CAVANAUGH: I want to just ask you in closing, we have about a minute left, Kay. There's something about this thesis that to me seems like trying to put the genie back into the bottle. Things have changed, society has changed. Maybe we should find now models for both men and women to advance society rather than trying to get, you know, coeds to think more about having babies.
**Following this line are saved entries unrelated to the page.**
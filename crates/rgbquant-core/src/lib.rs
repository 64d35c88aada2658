//! rgbquant core - Color primitives shared by the quantizer crates
//!
//! This crate provides the small set of types every stage of palette
//! generation agrees on:
//!
//! - [`RgbQuad`] - One palette entry in the legacy 4-byte layout
//! - [`Palette`] - A bounded, ordered list of [`RgbQuad`] entries
//! - [`color`] - Packing and unpacking of 32-bit pixels

pub mod error;
pub mod palette;

pub use error::{Error, Result};
pub use palette::{MAX_PALETTE_SIZE, Palette, RgbQuad};

/// Color channel helpers for packed 32-bit pixels.
///
/// # Pixel format
///
/// 32-bit pixels are stored as `0xRRGGBBAA` (red in MSB, alpha in LSB).
/// The 24-bit form used as a cache key is `0x00RRGGBB`.
pub mod color {
    /// Shift amounts for extracting color channels
    pub const RED_SHIFT: u32 = 24;
    pub const GREEN_SHIFT: u32 = 16;
    pub const BLUE_SHIFT: u32 = 8;
    pub const ALPHA_SHIFT: u32 = 0;

    /// Extract red component from a 32-bit pixel.
    #[inline]
    pub fn red(pixel: u32) -> u8 {
        ((pixel >> RED_SHIFT) & 0xff) as u8
    }

    /// Extract green component from a 32-bit pixel.
    #[inline]
    pub fn green(pixel: u32) -> u8 {
        ((pixel >> GREEN_SHIFT) & 0xff) as u8
    }

    /// Extract blue component from a 32-bit pixel.
    #[inline]
    pub fn blue(pixel: u32) -> u8 {
        ((pixel >> BLUE_SHIFT) & 0xff) as u8
    }

    /// Extract alpha component from a 32-bit pixel.
    #[inline]
    pub fn alpha(pixel: u32) -> u8 {
        ((pixel >> ALPHA_SHIFT) & 0xff) as u8
    }

    /// Compose a 32-bit RGB pixel (alpha = 255).
    #[inline]
    pub fn compose_rgb(r: u8, g: u8, b: u8) -> u32 {
        ((r as u32) << RED_SHIFT)
            | ((g as u32) << GREEN_SHIFT)
            | ((b as u32) << BLUE_SHIFT)
            | (255 << ALPHA_SHIFT)
    }

    /// Extract RGB values from a 32-bit pixel.
    #[inline]
    pub fn extract_rgb(pixel: u32) -> (u8, u8, u8) {
        (red(pixel), green(pixel), blue(pixel))
    }

    /// Pack RGB into a 24-bit `0x00RRGGBB` value.
    #[inline]
    pub fn pack_rgb24(r: u8, g: u8, b: u8) -> u32 {
        ((r as u32) << 16) | ((g as u32) << 8) | b as u32
    }

}
//! Palette synthesizer
//!
//! Walks the reduced tree depth first from the root. Present children are
//! visited from octant 7 down to 0 before the node itself, and every node
//! holding pixels of its own emits its rounded average color.

use crate::error::QuantResult;
use crate::tree::{ColorNode, Octree};
use rgbquant_core::{Palette, RgbQuad};

impl Octree {
    /// Append one entry per surviving node to `palette`.
    pub(crate) fn synthesize_palette(&self, palette: &mut Palette) -> QuantResult<()> {
        self.emit(ColorNode::new(0, 0), palette)
    }

    fn emit(&self, loc: ColorNode, palette: &mut Palette) -> QuantResult<()> {
        let node = self.node(loc);
        if node.child_mask != 0 {
            for octant in (0..8).rev() {
                if node.child_mask & (1 << octant) != 0 {
                    self.emit(loc.child(octant), palette)?;
                }
            }
        }
        if let Some((r, g, b)) = node.average() {
            palette.add_color(RgbQuad::new(r, g, b))?;
        }
        Ok(())
    }
}
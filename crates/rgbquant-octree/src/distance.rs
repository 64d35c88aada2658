//! Perceptual distance table
//!
//! Precomputes `weight * delta^2` for every signed channel difference in
//! `-255..=255`, so a palette scan costs three lookups and two adds per
//! entry.

use crate::options::ChannelWeights;
use rgbquant_core::RgbQuad;

const SPAN: usize = 511;
const MIDDLE: i32 = 255;

/// Weighted squared-difference lookup, one table per channel
#[derive(Debug, Clone)]
pub struct DistanceTable {
    red: [u32; SPAN],
    green: [u32; SPAN],
    blue: [u32; SPAN],
    weights: ChannelWeights,
}

impl DistanceTable {
    pub fn new(weights: ChannelWeights) -> Self {
        let mut red = [0u32; SPAN];
        let mut green = [0u32; SPAN];
        let mut blue = [0u32; SPAN];
        for (slot, delta) in (-MIDDLE..=MIDDLE).enumerate() {
            let square = (delta * delta) as u32;
            red[slot] = square * weights.red as u32;
            green[slot] = square * weights.green as u32;
            blue[slot] = square * weights.blue as u32;
        }
        Self {
            red,
            green,
            blue,
            weights,
        }
    }

    pub fn weights(&self) -> ChannelWeights {
        self.weights
    }

    /// Distance between a palette entry and an RGB triplet
    #[inline]
    pub fn distance(&self, entry: &RgbQuad, r: u8, g: u8, b: u8) -> u32 {
        self.red[slot(entry.red, r)]
            + self.green[slot(entry.green, g)]
            + self.blue[slot(entry.blue, b)]
    }
}

impl Default for DistanceTable {
    fn default() -> Self {
        Self::new(ChannelWeights::default())
    }
}

#[inline]
fn slot(a: u8, b: u8) -> usize {
    (a as i32 - b as i32 + MIDDLE) as usize
}
//! Nearest-color regression test
//!
//! Checks the resolver against a brute-force scan, the one-entry cache,
//! and the buffer-level pipeline built on top of it.

use rgbquant_octree::rgbquant_core::RgbQuad;
use rgbquant_octree::{ChannelWeights, OctreeOptions, OctreeQuantizer, QuantError, quantize_rgb};
use rgbquant_test::{RegParams, color_gradient, pseudo_random_pixels};

/// Lowest index of the entries at minimal weighted distance
fn brute_force(colors: &[RgbQuad], weights: ChannelWeights, px: [u8; 3]) -> usize {
    let dist = |entry: &RgbQuad| {
        let d = |a: u8, b: u8| (a as i64 - b as i64).pow(2);
        d(entry.red, px[0]) * weights.red as i64
            + d(entry.green, px[1]) * weights.green as i64
            + d(entry.blue, px[2]) * weights.blue as i64
    };
    let mut best = 0;
    for (index, entry) in colors.iter().enumerate() {
        if dist(entry) < dist(&colors[best]) {
            best = index;
        }
    }
    best
}

fn check_against_scan(rp: &mut RegParams, weights: ChannelWeights, max_colors: u32) {
    let pixels = pseudo_random_pixels(8000, 17);
    let mut q = OctreeQuantizer::with_weights(weights);
    q.set_depth(5).unwrap();
    q.insert_slice(&pixels).unwrap();
    let colors = q.build_palette(max_colors).unwrap().colors().to_vec();
    rp.compare_values(max_colors as f64, colors.len() as f64, 0.0);

    let queries = pseudo_random_pixels(2000, 23);
    let mut mismatches = 0;
    for &px in &queries {
        let index = q.nearest_color_index(px[0], px[1], px[2]).unwrap();
        if index != Some(brute_force(&colors, weights, px)) {
            mismatches += 1;
        }
    }
    rp.compare_values(0.0, mismatches as f64, 0.0);
}

#[test]
fn nearest_reg() {
    let mut rp = RegParams::new("nearest");

    eprintln!("  Testing against a full scan");
    check_against_scan(&mut rp, ChannelWeights::FAST, 64);
    check_against_scan(&mut rp, ChannelWeights::LUMA, 16);
    check_against_scan(&mut rp, ChannelWeights::FAST, 255);

    eprintln!("  Testing the last-query cache");
    {
        let mut q = OctreeQuantizer::new();
        q.set_depth(4).unwrap();
        q.insert_slice(&color_gradient(32, 32)).unwrap();
        q.build_palette(8).unwrap();

        let first = q.nearest_color_index(10, 200, 90).unwrap();
        let second = q.nearest_color_index(10, 200, 90).unwrap();
        rp.check(first == second, "repeated query returns same index");
        let stats = q.nearest_stats();
        rp.compare_values(2.0, stats.queries as f64, 0.0);
        rp.compare_values(1.0, stats.cache_hits as f64, 0.0);

        // A different color misses, and so does the first color again
        q.nearest_color_index(11, 200, 90).unwrap();
        q.nearest_color_index(10, 200, 90).unwrap();
        rp.compare_values(1.0, q.nearest_stats().cache_hits as f64, 0.0);

        // A rebuilt palette must not be answered from the old cache
        q.clear().unwrap();
        q.insert_slice(&[[0, 0, 0], [255, 255, 255]]).unwrap();
        q.build_palette(2).unwrap();
        let white = q.nearest_color_index(250, 250, 250).unwrap();
        rp.check(white == Some(0), "white maps to white after rebuild");
        let hits = q.nearest_stats().cache_hits;
        q.nearest_color_index(250, 250, 250).unwrap();
        rp.compare_values((hits + 1) as f64, q.nearest_stats().cache_hits as f64, 0.0);
    }

    assert!(rp.cleanup(), "nearest regression test failed");
}

#[test]
fn nearest_pipeline_reg() {
    let mut rp = RegParams::new("nearest_pipeline");

    let pixels = color_gradient(120, 80);
    for max_colors in [2u32, 16, 128, 256] {
        let options = OctreeOptions {
            max_colors,
            ..Default::default()
        };
        let result = quantize_rgb(&pixels, &options).unwrap();
        rp.check(
            result.palette.len() <= max_colors as usize,
            "palette within max_colors",
        );
        rp.compare_values(pixels.len() as f64, result.indices.len() as f64, 0.0);

        let colors = result.palette.colors();
        let out_of_range = result
            .indices
            .iter()
            .filter(|&&index| index as usize >= colors.len())
            .count();
        rp.compare_values(0.0, out_of_range as f64, 0.0);

        let mut mismatches = 0;
        for (px, &index) in pixels.iter().zip(&result.indices).step_by(37) {
            if index as usize != brute_force(colors, options.weights, *px) {
                mismatches += 1;
            }
        }
        rp.compare_values(0.0, mismatches as f64, 0.0);
    }

    rp.check(
        matches!(
            quantize_rgb(&[], &OctreeOptions::default()),
            Err(QuantError::EmptyInput)
        ),
        "empty input rejected",
    );

    assert!(rp.cleanup(), "nearest_pipeline regression test failed");
}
HYMOWITZ: You know, look, that's what people want. Well, a couple things in response to what you're saying, number one, this book is really more descriptive. It's not proscriptive. I'm not giving people advice about how to live. And I completely agree with you that early marriage and early child bearing is not in the cards and shouldn't be. However, most human beings will want to settle down in a family. I mean, particularly in the United States, we are very mobile and scattered people. And we do rely on family life to give us a sense of rootedness and connection to both the past and the future. So I don't see that going away. Also, I should remind you that we know from all of the research out there that children, the next generation of children, are going to do much better, if they grow up with their stably connected mother and father.
CAVANAUGH: Right.
HYMOWITZ: So how do we create those circumstances to produce the next generation so they could also enjoy their preadulthood?
CAVANAUGH: Excellent way to end it. Thank you, Kay Hymowitz so much.
HYMOWITZ: Thank you.
CAVANAUGH: Kay Hymowitz is the author of manning up, how the rise of women has turned men into boys. You can comment at KPBS.org/These Days.